Espero que eu esteja errado, mas um de meus receios é que a afluência cada vez maior de blogueiros com baixa faixa etária numa atividade já característicamente dominada por jovens – portanto, com menor formação cultural, possivelmente mais refratários à leitura e há muito acostumados, segundo Eric Hobsbawn, a viver num “eterno presente” – possa vir a agravar o problema.
Pois, idealmente, à democratização da opinião não deveria corresponder a demonização do conhecimento acumulativo e o fastio com textos volumosos, como às vezes parece acontecer. Há certos conhecimentos que só os livros - e o tempo, concentração e reflexão que demandam - trazem. Negligenciá-los em prol de uma produção tão profícua quanto pouco embasada e de debates circunscritos ao aqui-agora é aumentar o risco que um dia Cézanne seja classificado como um enganador e a maioria aquiesça.
5 comentários:
Cézanne captou o movimento e o comportamento da cor com a luz do local, não precisa ser muito estudado para perceber que ele não tinha nenhuma intenção de reproduzir o que ele via como uma câmera fotográfica, artes visuais é aprender a ver, mais do que repetir o gosto de alguém, talvez vendo menos televisão essa nossa vivência se afaste um pouco da concepção hierárquica e centralizada de ver o mundo (por que não, egípcia) para o ato criador que é protagonista e não assujeitado como é imposto por que quer definir o olhar do outro. Independência.

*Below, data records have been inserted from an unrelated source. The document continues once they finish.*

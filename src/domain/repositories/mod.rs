//! Data access trait definitions.

mod customer_repository;

pub use customer_repository::CustomerRepository;

#[cfg(test)]
pub use customer_repository::MockCustomerRepository;
//! Domain layer containing business entities and data access contracts.
//!
//! - [`entities`] - Core business data structures
//! - [`repositories`] - Data access trait definitions
//!
//! The domain layer has no dependencies on infrastructure or presentation
//! layers; repository traits define contracts implemented by the
//! infrastructure layer.

pub mod entities;
pub mod repositories;
//! Infrastructure layer for external integrations.
//!
//! This layer implements interfaces defined by the domain layer, providing
//! concrete implementations for data persistence and caching.
//!
//! # Modules
//!
//! - [`cache`] - Cache tier abstractions (in-process, Redis, and no-op)
//! - [`persistence`] - PostgreSQL repository implementations

pub mod cache;
pub mod persistence;
//! Application layer: business logic and cache orchestration.
//!
//! - [`services`] - domain services over the repository traits
//! - [`cache_aside`] - the read-through cache-aside orchestrator

pub mod cache_aside;
pub mod services;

nem sou crítica de arte, mas gosto. até aprendi a desenhar e pintar por puro gosto, mas estou longe de ser uma artista, por assim dizer. mas ainda estou tentando entender que alguém não ache lindo este quadro, aida mais visto de perto. sempre me emociono quando posso ver grandes obras de perto, enfim ...
acho belas nele a luz, as cores,a paisagem. o ritmo das pinceladas...tá. é, eu gosto. vai ver é isso, questão de gosto.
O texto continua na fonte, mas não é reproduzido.